- [Problem]: Nothing in the data should be altered when it is repeated in full.

══ Material for this task ══

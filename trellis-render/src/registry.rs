use crate::template::{RenderTemplateCmd, TemplateId};
use std::collections::HashMap;
use std::rc::Rc;

/// Component templates known to a renderer, keyed by template id.
#[derive(Debug, Default)]
pub struct ComponentTemplateRegistry {
    templates: HashMap<TemplateId, Rc<[RenderTemplateCmd]>>,
}

impl ComponentTemplateRegistry {
    pub fn new() -> Self {
        Self {
            templates: HashMap::new(),
        }
    }

    /// Store the commands for `id`, replacing any earlier registration.
    /// Returns the replaced commands.
    pub fn register(
        &mut self,
        id: TemplateId,
        commands: Vec<RenderTemplateCmd>,
    ) -> Option<Rc<[RenderTemplateCmd]>> {
        self.templates.insert(id, commands.into())
    }

    pub fn resolve(&self, id: TemplateId) -> Option<Rc<[RenderTemplateCmd]>> {
        self.templates.get(&id).cloned()
    }

    pub fn contains(&self, id: TemplateId) -> bool {
        self.templates.contains_key(&id)
    }

    pub fn len(&self) -> usize {
        self.templates.len()
    }

    pub fn is_empty(&self) -> bool {
        self.templates.is_empty()
    }
}

#[cfg(test)]
mod tests {
    use super::*;

    #[test]
    fn test_register_and_resolve() {
        let mut registry = ComponentTemplateRegistry::new();
        assert!(registry.resolve(7).is_none());

        registry.register(7, vec![RenderTemplateCmd::text("a")]);
        let cmds = registry.resolve(7).unwrap();
        assert_eq!(&*cmds, &[RenderTemplateCmd::text("a")]);
        assert!(registry.contains(7));
        assert_eq!(registry.len(), 1);
    }

    #[test]
    fn test_register_overwrites() {
        let mut registry = ComponentTemplateRegistry::new();
        registry.register(1, vec![RenderTemplateCmd::text("old")]);
        let previous = registry.register(1, vec![RenderTemplateCmd::text("new")]);

        assert_eq!(previous.as_deref(), Some(&[RenderTemplateCmd::text("old")][..]));
        assert_eq!(
            registry.resolve(1).as_deref(),
            Some(&[RenderTemplateCmd::text("new")][..])
        );
        assert_eq!(registry.len(), 1);
    }
}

═══

- [Exercise solution]:
filename trellis-render/src/registry.rs
use crate::template::{RenderTemplateCmd, TemplateId};
use std::collections::HashMap;
use std::rc::Rc;

/// Component templates known to a renderer, keyed by template id.
#[derive(Debug, Default)]
pub struct ComponentTemplateRegistry {
    templates: HashMap<TemplateId, Rc<[RenderTemplateCmd]>>,
}

impl ComponentTemplateRegistry {
    pub fn new() -> Self {
        Self {
            templates: HashMap::new(),
        }
    }

    /// Store the commands for `id`, replacing any earlier registration.
    /// Returns the replaced commands.
    pub fn register(
        &mut self,
        id: TemplateId,
        commands: Vec<RenderTemplateCmd>,
    ) -> Option<Rc<[RenderTemplateCmd]>> {
        self.templates.insert(id, commands.into())
    }

    pub fn resolve(&self, id: TemplateId) -> Option<Rc<[RenderTemplateCmd]>> {
        self.templates.get(&id).cloned()
    }

    pub fn contains(&self, id: TemplateId) -> bool {
        self.templates.contains_key(&id)
    }

    pub fn len(&self) -> usize {
        self.templates.len()
    }

    pub fn is_empty(&self) -> bool {
        self.templates.is_empty()
    }
}

#[cfg(test)]
mod tests {
    use super::*;

    #[test]
    fn test_register_and_resolve() {
        let mut registry = ComponentTemplateRegistry::new();
        assert!(registry.resolve(7).is_none());

        registry.register(7, vec![RenderTemplateCmd::text("a")]);
        let cmds = registry.resolve(7).unwrap();
        assert_eq!(&*cmds, &[RenderTemplateCmd::text("a")]);
        assert!(registry.contains(7));
        assert_eq!(registry.len(), 1);
    }

    #[test]
    fn test_register_overwrites() {
        let mut registry = ComponentTemplateRegistry::new();
        registry.register(1, vec![RenderTemplateCmd::text("old")]);
        let previous = registry.register(1, vec![RenderTemplateCmd::text("new")]);

        assert_eq!(previous.as_deref(), Some(&[RenderTemplateCmd::text("old")][..]));
        assert_eq!(
            registry.resolve(1).as_deref(),
            Some(&[RenderTemplateCmd::text("new")][..])
        );
        assert_eq!(registry.len(), 1);
    }
}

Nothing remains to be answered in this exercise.